Truth writer Robert Morales took a lead from the “Tuskegee experiment.” The Tuskegee Study of Untreated Syphilis in the Negro Male was a real-life clinical study in which poor Black men were denied treatment for syphilis, so that the doctors involved could study how the disease spreads through the body and eventually kills the infected person.
Morales posed the questions: What if realizing that the “Super Soldier” serum was potentially so dangerous and perhaps fatal that before testing it on a white man (Rogers), the government tested it on Black soldiers.

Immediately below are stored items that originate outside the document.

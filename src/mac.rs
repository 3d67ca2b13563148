//! Multipole acceptance criteria (component H): is a branch "far enough"
//! from an evaluation point to be treated as a single pseudo-particle?

use crate::dim::Dim;
use crate::tree::Branch;
use crate::vector::VectorOps;

/// Selects which MAC predicate the field evaluator applies.
#[derive(Clone, Copy, Debug, PartialEq)]
pub enum Mac {
    /// Barnes–Hut opening-angle criterion: accept when `size < d * theta`,
    /// compared as `size^2 < d^2 * theta^2` to avoid a square root.
    OpeningAngle { theta: f64 },
    /// Salmon–Warren minimum-distance criterion: accept when the
    /// evaluation point is farther than `size / theta` from the branch's
    /// *nearest* bounding-box surface, not just its center.
    MinDistance { theta: f64 },
}

impl Mac {
    /// One-letter tag used by [`crate::tag::SimulationTag`] (`O` or `M`).
    pub fn tag(self) -> char {
        match self {
            Mac::OpeningAngle { .. } => 'O',
            Mac::MinDistance { .. } => 'M',
        }
    }

    /// Whether `branch` may be treated as a single pseudo-particle when
    /// evaluating the field at `eval_point`. Both variants compare the
    /// branch's `size2 = |max - min|^2` against `d^2 * theta^2` for some
    /// characteristic squared distance `d^2` (§4.H).
    pub fn accepts<Dm: Dim>(self, branch: &Branch<'_, Dm>, eval_point: Dm::Vector) -> bool {
        let size2 = branch.bbox.size2();
        match self {
            Mac::OpeningAngle { theta } => {
                let d2 = (branch.center - eval_point).norm2();
                size2 < d2 * theta * theta
            }
            Mac::MinDistance { theta } => {
                let d2 = nearest_surface_distance2::<Dm>(branch, eval_point);
                size2 < d2 * theta * theta
            }
        }
    }
}

/// Squared closest distance from `eval_point` to `branch`'s bounding box
/// (zero if `eval_point` lies inside it), per §4.H's Salmon–Warren form:
/// `u = min(branch.min, eval_point)`, `v = max(branch.max, eval_point)`,
/// `d^2 = |branch.min - u|^2 + |v - branch.max|^2`.
fn nearest_surface_distance2<Dm: Dim>(branch: &Branch<'_, Dm>, eval_point: Dm::Vector) -> f64 {
    let bbox = &branch.bbox;
    let mut d2 = 0.0;
    for axis in 0..Dm::D {
        let p = eval_point.component(axis);
        let lo = bbox.min.component(axis);
        let hi = bbox.max.component(axis);
        let u = p.min(lo);
        let v = p.max(hi);
        let dlo = lo - u;
        let dhi = v - hi;
        d2 += dlo * dlo + dhi * dhi;
    }
    d2
}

In 1940, Joe Simon and Jack Kirby created Captain America, a frail patriot who was transformed by a "super-soldier serum" into a physically perfect specimen to champion freedom, an American alternative to the Nazi uebermensch. Now, writer Morales pursues this idea and also draws inspiration from U.S. government experiments in the 1930s that left unwitting African-Americans infected with syphilis, leading to many deaths. Beginning his story in 1940, Morales incisively depicts the racism his various African-American characters confront both in civilian life and in the military. These black soldiers are compelled to act as test subjects for the super-soldier serum; some die, while others become deformed. Ultimately only one survives, Isaiah Bradley. Becoming Captain America for one mission, Bradley discovers Jewish concentration camp inmates subjected to experiments. Ranging from heroic figures to pointed caricatures, artist Baker makes his varied styles gel. Drawing on copious research, Morales dramatizes how racism corrupted American history, and the cost of the Super Soldier serum in creating the Captain America known to most for the past century.